Launch: Fine-Tune Florence-2 for VQA with Roboflow
We are excited to announce that you can now fine-tune Florence-2 for VQA on the Roboflow platform with the click of a button.
Florence-2 is a multimodal computer vision model developed by Microsoft. The base Florence-2 weights are capable of tasks such as visual question answering (VQA), OCR, object detection, and more. With fine-tuning, you can improve model performance on these tasks.
In this guide, we are going to walk through how to create a VQA dataset on Roboflow. We will then use Roboflow Train to fine-tune a Florence-2 model in the cloud. This model can then be deployed on your own hardware with Roboflow Inference.
Without further ado, let’s get started!
To learn how to fine-tune Florence-2 for object detection, refer to our Florence-2 object detection training guide.
Step #1: Create an Image-Text Project
To fine-tune Florence-2 with Roboflow, you need an image-text pairs dataset on Roboflow. Image-text pairs is the term for the data structure required to fine-tune models with VQA capabilities like Florence-2.
Create a free Roboflow account, then navigate to your Roboflow dashboard and click “Create a Dataset”. You will be taken to a page where you can configure your project:
Set a name for your project. To set your project type, click the “View More” button and select “Image-Text Pairs”.
Once you have configured your project, click “Create Project”.
Step #2: Set Prefixes
Prefixes are the questions for which you want to label. You need to set prefixes before you start labeling.
For example, if you are training a model to be able to read receipt information, you may set a prefix whose name is <RECEIPT>. The values you will annotate for the prefix could be JSON payloads of the information in the receipt you want to predict (i.e. total, subtotal, tax).

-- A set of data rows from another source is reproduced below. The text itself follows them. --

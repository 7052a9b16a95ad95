use serde_json::{Map, Value};
use sqlx::{self, postgres::PgRow, FromRow, PgPool};

use crate::config::CONFIG;
use crate::database::bind::{bind_all, bind_value};
use crate::database::manager::DatabaseError;
use crate::filter::{FieldMap, FieldRules, FilterUpdate, FilterWhere};

/// Splices builder fragments into statements against one table and runs them.
pub struct Repository<T> {
    table_name: &'static str,
    pool: PgPool,
    _phantom: std::marker::PhantomData<T>,
}

impl<T> Repository<T>
where
    T: for<'r> FromRow<'r, PgRow> + Send + Unpin,
{
    pub fn new(table_name: &'static str, pool: PgPool) -> Self {
        Self {
            table_name,
            pool,
            _phantom: std::marker::PhantomData,
        }
    }

    pub fn pool(&self) -> &PgPool {
        &self.pool
    }

    /// `SELECT <columns> FROM <table> [WHERE ...] ORDER BY <order_by>`
    pub async fn select_where(
        &self,
        columns: &str,
        search: &Map<String, Value>,
        rules: &FieldRules,
        order_by: &str,
    ) -> Result<Vec<T>, DatabaseError> {
        let fragment = FilterWhere::generate(search, rules)?;

        let query = [
            format!("SELECT {}", columns),
            format!("FROM {}", self.table_name),
            fragment.where_sql(),
            format!("ORDER BY {}", order_by),
        ]
        .into_iter()
        .filter(|s| !s.is_empty())
        .collect::<Vec<_>>()
        .join(" ");
        self.log_query(&query);

        let rows = bind_all(sqlx::query_as::<_, T>(&query), &fragment.params)
            .fetch_all(&self.pool)
            .await?;
        Ok(rows)
    }

    /// `UPDATE <table> SET ... WHERE <key_column> = $n RETURNING <returning>`
    ///
    /// `None` when no row has that key.
    pub async fn update_returning(
        &self,
        payload: &Map<String, Value>,
        field_map: &FieldMap,
        key_column: &str,
        key: Value,
        returning: &str,
    ) -> Result<Option<T>, DatabaseError> {
        let fragment = FilterUpdate::generate(payload, field_map)?;

        let query = format!(
            "UPDATE {} SET {} WHERE {} = {} RETURNING {}",
            self.table_name,
            fragment.clause,
            key_column,
            fragment.next_placeholder(),
            returning
        );
        self.log_query(&query);

        let mut params = fragment.params;
        params.push(key);
        let row = bind_all(sqlx::query_as::<_, T>(&query), &params)
            .fetch_optional(&self.pool)
            .await?;
        Ok(row)
    }

    /// Deletes by key; false when nothing matched.
    pub async fn delete_by_key(&self, key_column: &str, key: Value) -> Result<bool, DatabaseError> {
        let query = format!("DELETE FROM {} WHERE {} = $1 RETURNING 1", self.table_name, key_column);
        self.log_query(&query);

        let deleted = bind_value(sqlx::query_as::<_, (i32,)>(&query), &key)
            .fetch_optional(&self.pool)
            .await?;
        Ok(deleted.is_some())
    }

    fn log_query(&self, query: &str) {
        if CONFIG.database.enable_query_logging {
            tracing::debug!(table = self.table_name, "{}", query);
        }
    }
}
use serde::{Deserialize, Serialize};
use sqlx::FromRow;

#[derive(Debug, Clone, Serialize, Deserialize, FromRow)]
#[serde(rename_all = "camelCase")]
pub struct User {
    pub username: String,
    pub first_name: String,
    pub last_name: String,
    pub email: String,
    pub is_admin: bool,
}

/// Row used only for credential checks; never serialized
#[derive(Debug, Clone, FromRow)]
pub struct UserWithPassword {
    #[sqlx(flatten)]
    pub user: User,
    pub password: String,
}

/// A user plus the ids of the jobs they applied to
#[derive(Debug, Clone, Serialize)]
pub struct UserDetail {
    #[serde(flatten)]
    pub user: User,
    pub jobs: Vec<i32>,
}

/// Body of `POST /users`
#[derive(Debug, Clone, Deserialize)]
#[serde(rename_all = "camelCase", deny_unknown_fields)]
pub struct NewUser {
    pub username: String,
    pub password: String,
    pub first_name: String,
    pub last_name: String,
    pub email: String,
    #[serde(default)]
    pub is_admin: bool,
}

All prefixes will appear in the Roboflow Annotate interface when you are labeling as questions that you can answer and save as a label.
Step #3: Upload and Label Data
Click “Upload Data” in the left sidebar to upload data.
Drag and drop the images you want to label for use in training your model. Once your data has been processed in the browser, click “Save and Continue” to upload it to Roboflow.
Click “Annotate” in the left sidebar of your project, then navigate to an image in your dataset. Click on the image to begin labeling.
You will be taken to the Roboflow Annotate interface where you can start labeling data:
In the top left corner, a panel will appear with prefixes and suffixes. The prefixes are the prefixes you set in the last step. For each image, you should provide a suffix.
For Florence-2, your suffix should be a JSON payload with the information you want to identify.
Once you have labeled all of your data, you are ready to start training a Florence-2 model.
Step #2: Train a Florence-2 Model
Click the “Train” link in the left sidebar. You will be taken to a page where you can generate a dataset version. A dataset version is a snapshot of your dataset, frozen in time. Dataset versions are used to train models.
For your first dataset version, we recommend keeping all settings as the default.
Click “Create” at the bottom of the page to create your dataset version.
The amount of time it takes to generate a version varies depending on the number of images in your dataset.
When your dataset is ready, you will be taken to a page on which you can train a model.
Click the “Train with Roboflow” button. Then, select “Florence-2” as the model type that you want to train.
A window will appear confirming that your training has started. You will receive an estimate of how long we expect it will take for your model to train.
When your model is ready for use, you will receive an email.
Step #5: Deploy the Florence-2 Model
You can deploy fine-tuned Florence-2 models with Roboflow Inference. Inference is a computer vision inference server with support for many state-of-the-art computer vision models including Florence-2, YOLO11, and CLIP.
When you deploy a model with Inference on your device, the model runs locally.
To use your fine-tuned Florence-2 model, you will need to install Inference. You can do so with the following command:
pip install inference
Click “Deploy” in the left sidebar of your project dashboard. Click “Image Deployment”. Then, copy the code snippet and paste it into a Python file. The code snippet will look like this:
from inference import get_model
model = get_model("expressexpense.com-receipts/16", api_key="API_KEY")
result = model.infer(
"image.jpeg",
prompt="<RECEIPT>",
)
print(result[0].response)
The code snippet copied from Roboflow will already have your API key set. Replace the prompt with the prompt prefix you set earlier.
Let's run our model on this image from our test set:
The code snippet returns an object with results from your model:
{'<RECEIPT>': 'A "subtotal": "$31.00", "total": "$33.75"}'}
We have successfully run Florence-2 for receipt VQA on our image! The model successfully identified the subtotal and total.
Conclusion
You can fine-tune Florence-2 models for visual question answering in the cloud with the Roboflow platform. You can then deploy trained models to your own hardware with Roboflow Inference.
In this guide, we walked through how to create an image-text pairs dataset, created prefixes, then labeled data for VQA. We then fine-tuned a Florence-2 model in the cloud and deployed the model with Roboflow Inference.